Things aren't as dire as they once were. Doctors are now giving me several years to live instead of just two. I can walk farther than the mailbox, even if going over half a mile makes me want to crumple onto the ground. And although I can play my violin, I can't stand and play for long periods, and I definitely can't dance while fiddling. In fact, one of the saddest things cancer stole from me, is the ability to play in a band. 


I've cried several times since 2020, remembering what it felt like to perform for an audience, missing the warmth of the stage lights on my face and the cheers from a live crowd. And at times, the loss of that dream has felt like too much...too quickly. 


"We want to bring you out," my dad said after I'd gone to visit my parents in Arizona. "Bring your violin."


My parents moved to Tucson, and they've made so many amazing friends there—but few compare to the people they've met at Far Horizons. They often visit the RV park several times a week to check on their motorhome or attend parties held at the resort. I've loved hearing their voices come to life on the phone as they talk about their friends and the fun they've had, and I could hardly wait to see it all in person.


I donned a dress my parents had bought me earlier that day, a tight black and white number with bright flowers. "Do I look terrible?" I asked my mom because I can't stand straight anymore and from the side, I looked quite hunched.


"You look beautiful," she said as my dad packed my violin into the truck, and we headed out. I smiled at my mom. Oh, to be loved by my mother ... it's a beautiful feeling.


Far Horizons is a lot different than I expected. People get up and dance. They really know how to have a great time. They're hilarious and fun, and I could see why my parents enjoy being retired in Tucson—it's an adventure!


"Why did you want me to bring my violin?"


"Just wait for the band's next break, and you'll see," my dad said.


In between meeting my parents' friends, I felt stunned by the band's music. Despite only having three members, they nailed song after song, even having the drummer sing lead and harmonies as well.
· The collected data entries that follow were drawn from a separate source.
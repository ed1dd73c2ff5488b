// Copyright 2023 Ant Group Co., Ltd.
//
// Licensed under the Apache License, Version 2.0 (the "License");
// you may not use this file except in compliance with the License.
// You may obtain a copy of the License at
//
//   http://www.apache.org/licenses/LICENSE-2.0
//
// Unless required by applicable law or agreed to in writing, software
// distributed under the License is distributed on an "AS IS" BASIS,
// WITHOUT WARRANTIES OR CONDITIONS OF ANY KIND, either express or implied.
// See the License for the specific language governing permissions and
// limitations under the License.

// Producer side of the connection details protocol, only used by tests.
use super::frame::{AES_BLOCK_SIZE, IV_LENGTH};
use super::hmac::generate_hmac_sha1;
use super::sha::sha256;
use base64::{engine::general_purpose, Engine as _};
use openssl::bn::BigNumContext;
use openssl::derive::Deriver;
use openssl::ec::{EcGroup, EcKey, PointConversionForm};
use openssl::nid::Nid;
use openssl::pkey::{PKey, Private};
use openssl::symm::{Cipher, Crypter, Mode};

// Vectors below were produced by an independent implementation of the producer.
// Recipient key, base64 SEC1 DER on prime256v1.
pub const TEST_PRIVATE_KEY: &str = "MHcCAQEEIAHSw7Sllod4aVpLPC0eDw4dLDtKWWh3hpWks8LR4PDhoAoGCCqGSM49AwEHoUQDQgAEuJqSZBoEObHXujgQwo98uI+OXo9sEOFWzGDmW7nUF2OqoSXEKYe1UjUcE5HySpgiiqA8yJnAPwtDCUBuJtDA8Q==";
// Another prime256v1 key, unrelated to any frame below.
pub const TEST_OTHER_PRIVATE_KEY: &str = "MHcCAQEEIAAAAAAAAAAAAAAAAAAAAAAAAAAAAAAAAAAAAAAAAAB3oAoGCCqGSM49AwEHoUQDQgAEBQ8Zc/AgR2hZ8zIXJm+gr0GvLq4rpLIj0ZybHU1aIMXjpyPvjWTfKtH+qaWicv6vE9Dgqba1QK6wKzoQkuFt8A==";
// secp384r1 key
pub const TEST_P384_PRIVATE_KEY: &str = "MIGkAgEBBDAAAAAAAAAAAAAAAAAAAAAAAAAAAAAAAAAAAAAAAAAAAAAAAAAAAAAAAAAAAAAAEjSgBwYFK4EEACKhZANiAARJI8/Vpmf63Du5NPnjXeWzYbkBtIbHXLjCv6UQW4854C74lHGrhnAVxa09Bc8r4A2KgSG6tTgOHfSR9AIqYB3ggW1AawagTBxQtrwekbA4dRucfJxDqDGiFOwdqEY6xnk=";

// "hello world", iv 00..0f, uncompressed ephemeral key
pub const TEST_HELLO_FRAME: &str = "QQQWCwYVFZ6733/UsRlNQrKYbGsszK15lSG4syYpK2QZs5OiDhJK0qVuzqdPja6E2NkdD1rEoz8iEibRaBzRJVLKAAECAwQFBgcICQoLDA0OD2oMJ9CL0J2kK/ECYr7mwqQzm6y6BXaZCBDvLP7e/v4HKXUZMQ==";
// same frame with the ephemeral key in compressed form
pub const TEST_HELLO_COMPRESSED_FRAME: &str = "IQIWCwYVFZ6733/UsRlNQrKYbGsszK15lSG4syYpK2QZswABAgMEBQYHCAkKCwwNDg9qDCfQi9CdpCvxAmK+5sKkM5usugV2mQgQ7yz+3v7+Byl1GTE=";
// "0123456789abcdef", padded with a whole block
pub const TEST_FULL_BLOCK_FRAME: &str = "QQQWCwYVFZ6733/UsRlNQrKYbGsszK15lSG4syYpK2QZs5OiDhJK0qVuzqdPja6E2NkdD1rEoz8iEibRaBzRJVLKAAECAwQFBgcICQoLDA0OD53p+o0aOFr0FLS1HJbJ0tZyYpzeoIjOVYCIYO94+rfl+59HRBRF+VjYhbb4gkn/nATFAwc=";
// empty plaintext
pub const TEST_EMPTY_FRAME: &str = "QQQWCwYVFZ6733/UsRlNQrKYbGsszK15lSG4syYpK2QZs5OiDhJK0qVuzqdPja6E2NkdD1rEoz8iEibRaBzRJVLKAAECAwQFBgcICQoLDA0ODwPSpnUkIxVOGV3Bnpg52DpAkcWqK5J+Hd6oI3LcY6KXCQ+UKw==";
// {"databaseId":"42","url":"db.fortress.build","port":"5432","username":"tenant_a","password":"s3cr:t@pw","database":"tenant_a"}
pub const TEST_CONNECTION_DETAILS_FRAME: &str = "QQQWCwYVFZ6733/UsRlNQrKYbGsszK15lSG4syYpK2QZs5OiDhJK0qVuzqdPja6E2NkdD1rEoz8iEibRaBzRJVLKAAECAwQFBgcICQoLDA0ODzEeuK+mZ6Em/AVpGzxQJyIPW9p/DVSsf9qLF6R7R0HamCX+FhZXBL7illVfA+7uL7kCwkGSBGAyTFMp50fmlcVAIBfF/VdrsRnZwJjQeQfs6t6WXVUFojWVqs3MpyNa14Un6QXjWRgwe/1ovz+SyC3XFAHWu5rSfSXawbZlHh3RHRZs/AqaMwOOF+aF8l5F3o7e+EM=";

pub const TEST_SHARED_SECRET_HEX: &str =
    "9a02a2e75260023a4ceb36e6869f83daf7336485cd41d57d593712dcc1ad8778";
pub const TEST_DIGEST_HEX: &str =
    "2c1808ae734d67986173b18da30083a4a4da24e76c485dbddc9880ae26271d3e";

pub fn generate_p256() -> EcKey<Private> {
    let group = EcGroup::from_curve_name(Nid::X9_62_PRIME256V1).unwrap();
    EcKey::generate(&group).unwrap()
}

pub fn api_key_of(key: &EcKey<Private>) -> String {
    general_purpose::STANDARD.encode(key.private_key_to_der().unwrap())
}

pub fn point_bytes(key: &EcKey<Private>, form: PointConversionForm) -> Vec<u8> {
    let mut ctx = BigNumContext::new().unwrap();
    key.public_key()
        .to_bytes(key.group(), form, &mut ctx)
        .unwrap()
}

pub fn producer_shared_secret(ephemeral: &EcKey<Private>, recipient: &EcKey<Private>) -> Vec<u8> {
    let recipient_public = EcKey::from_public_key(recipient.group(), recipient.public_key()).unwrap();
    let recipient_public = PKey::from_ec_key(recipient_public).unwrap();
    let ephemeral = PKey::from_ec_key(ephemeral.clone()).unwrap();
    let mut deriver = Deriver::new(&ephemeral).unwrap();
    deriver.set_peer(&recipient_public).unwrap();
    deriver.derive_to_vec().unwrap()
}

pub fn pkcs7_pad(data: &[u8]) -> Vec<u8> {
    let pad_len = AES_BLOCK_SIZE - data.len() % AES_BLOCK_SIZE;
    let mut padded = data.to_vec();
    padded.extend(std::iter::repeat(pad_len as u8).take(pad_len));
    padded
}

// Build a raw frame around an already padded (block aligned) plaintext.
pub fn seal_padded(
    recipient: &EcKey<Private>,
    ephemeral: &EcKey<Private>,
    iv: &[u8; IV_LENGTH],
    padded: &[u8],
) -> Vec<u8> {
    let digest = sha256(&producer_shared_secret(ephemeral, recipient));

    let mut crypter =
        Crypter::new(Cipher::aes_128_cbc(), Mode::Encrypt, &digest[..16], Some(iv)).unwrap();
    crypter.pad(false);
    let mut ciphertext = vec![0u8; padded.len() + AES_BLOCK_SIZE];
    let mut count = crypter.update(padded, &mut ciphertext).unwrap();
    count += crypter.finalize(&mut ciphertext[count..]).unwrap();
    ciphertext.truncate(count);

    let mut authenticated = iv.to_vec();
    authenticated.extend_from_slice(&ciphertext);
    let tag = generate_hmac_sha1(&digest[16..], &authenticated).unwrap();

    let ephemeral_public_key = point_bytes(ephemeral, PointConversionForm::UNCOMPRESSED);
    let mut raw = vec![ephemeral_public_key.len() as u8];
    raw.extend_from_slice(&ephemeral_public_key);
    raw.extend_from_slice(&authenticated);
    raw.extend_from_slice(&tag);
    raw
}

// Encrypt `plaintext` to `recipient` with a fresh ephemeral key and iv.
pub fn seal(recipient: &EcKey<Private>, plaintext: &[u8]) -> String {
    let ephemeral = generate_p256();
    let mut iv = [0u8; IV_LENGTH];
    openssl::rand::rand_bytes(&mut iv).unwrap();
    general_purpose::STANDARD.encode(seal_padded(recipient, &ephemeral, &iv, &pkcs7_pad(plaintext)))
}
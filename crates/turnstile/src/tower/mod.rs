//! # Tower Middleware Integration
//!
//! Runs the [`AuthorizationGate`](crate::AuthorizationGate) in front of any
//! tower service over `http::Request<B>`.
//!
//! - [`GateLayer`] - wraps services with the gate
//! - [`GateService`] - evaluates each request before forwarding it
//! - [`RejectionHandler`] - builds the response for rejected requests
//!
//! ## Usage
//!
//! ```rust,ignore
//! use tower::ServiceBuilder;
//! use turnstile::tower::GateLayer;
//!
//! let service = ServiceBuilder::new()
//!     .layer(GateLayer::new(gate))
//!     .service(my_http_handler);
//! ```
//!
//! ## Request Extensions
//!
//! When a protected route is allowed, the verified
//! [`ClaimsView`](crate::ClaimsView) is inserted into the request's
//! extensions:
//!
//! ```rust,ignore
//! if let Some(claims) = req.extensions().get::<ClaimsView>() {
//!     println!("Authenticated subject: {:?}", claims.subject());
//! }
//! ```
//!
//! Requests to unprotected routes carry no claims; handlers that still want
//! them can call [`AuthorizationGate::claims_for`](crate::AuthorizationGate::claims_for).

mod layer;
mod service;

pub use layer::GateLayer;
pub use service::{GateService, GateServiceFuture};

use http::header::WWW_AUTHENTICATE;
use http::{HeaderValue, Response, StatusCode};

use crate::error::VerificationFailure;

/// Challenge sent when no bearer token was supplied
pub const MISSING_TOKEN_CHALLENGE: &str = "Bearer";

/// Challenge sent when the bearer token did not verify
pub const INVALID_TOKEN_CHALLENGE: &str = "Bearer error=\"invalid_token\"";

/// Builds the response for a request the gate rejected
///
/// Responses are bodiless; [`GateService`] fills in the body type's default.
/// The failure tag only names the failed stage, so a response built from it cannot
/// disclose which verification check failed.
pub trait RejectionHandler: Send + Sync + 'static {
    /// Response for a protected route requested without a bearer token
    fn missing_token(&self) -> Response<()> {
        unauthorized(MISSING_TOKEN_CHALLENGE)
    }

    /// Response for a protected route requested with an invalid token
    fn invalid_token(&self, _failure: VerificationFailure) -> Response<()> {
        unauthorized(INVALID_TOKEN_CHALLENGE)
    }
}

/// `401 Unauthorized` with a `WWW-Authenticate` challenge and no body
#[derive(Debug, Clone, Copy, Default)]
pub struct DefaultRejectionHandler;

impl RejectionHandler for DefaultRejectionHandler {}

fn unauthorized(challenge: &'static str) -> Response<()> {
    let mut response = Response::new(());
    *response.status_mut() = StatusCode::UNAUTHORIZED;
    response
        .headers_mut()
        .insert(WWW_AUTHENTICATE, HeaderValue::from_static(challenge));
    response
}
//! Tower Layer implementation for the authorization gate

use std::fmt;
use std::sync::Arc;

use tower::Layer;

use super::service::GateService;
use super::{DefaultRejectionHandler, RejectionHandler};
use crate::gate::AuthorizationGate;

/// Tower Layer that puts an [`AuthorizationGate`] in front of services
///
/// # Example
///
/// ```rust,ignore
/// use tower::ServiceBuilder;
/// use turnstile::tower::GateLayer;
///
/// let service = ServiceBuilder::new()
///     .layer(GateLayer::new(gate))
///     .service(my_inner_service);
/// ```
#[derive(Clone)]
pub struct GateLayer {
    gate: Arc<AuthorizationGate>,
    rejection: Arc<dyn RejectionHandler>,
}

impl GateLayer {
    /// Create a layer answering rejections with `401 Unauthorized`
    pub fn new(gate: AuthorizationGate) -> Self {
        Self::from_arc(Arc::new(gate))
    }

    /// Create a layer from a shared gate
    pub fn from_arc(gate: Arc<AuthorizationGate>) -> Self {
        Self {
            gate,
            rejection: Arc::new(DefaultRejectionHandler),
        }
    }

    /// Build rejection responses with `handler`
    #[must_use]
    pub fn rejection_handler(mut self, handler: impl RejectionHandler) -> Self {
        self.rejection = Arc::new(handler);
        self
    }
}

impl<S> Layer<S> for GateLayer {
    type Service = GateService<S>;

    fn layer(&self, inner: S) -> Self::Service {
        GateService::new(inner, Arc::clone(&self.gate), Arc::clone(&self.rejection))
    }
}

impl fmt::Debug for GateLayer {
    fn fmt(&self, f: &mut fmt::Formatter<'_>) -> fmt::Result {
        f.debug_struct("GateLayer")
            .field("gate", &self.gate)
            .finish_non_exhaustive()
    }
}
Finally, they took a break, and my dad rushed up on stage. He laughed and smiled, then he pointed to me. My mom and I ended up going over after that.


"They said you can play," my dad said. "She can play anything," he said to the lead guitarist.


I couldn't help beaming. "You'll really let me play?" I asked.


"We just drop down a half-step. Are you up for it?"


"Of course, I am!" I gushed. And I quickly retuned my fiddle, just so I'd have the correct flow. 


The lead singer showed me a bunch of their set list, and then pointed to "Margaritaville." "How about this one?"


I had to swallow my emotions because that's a song I always played with my old band, Rough Stock. "Sure," I said, keeping my voice steady. "That ... Well, that sounds great." I paused. "I have terminal cancer," I explained. "I had to quit playing in my old band, and that almost killed me more than the tumors in my spine. Anyway ..." The drummer had come over and studied me seriously. "Thanks for letting me do this. It means a lot more than you might know." They nodded, not saying much even if empathy shone from their eyes.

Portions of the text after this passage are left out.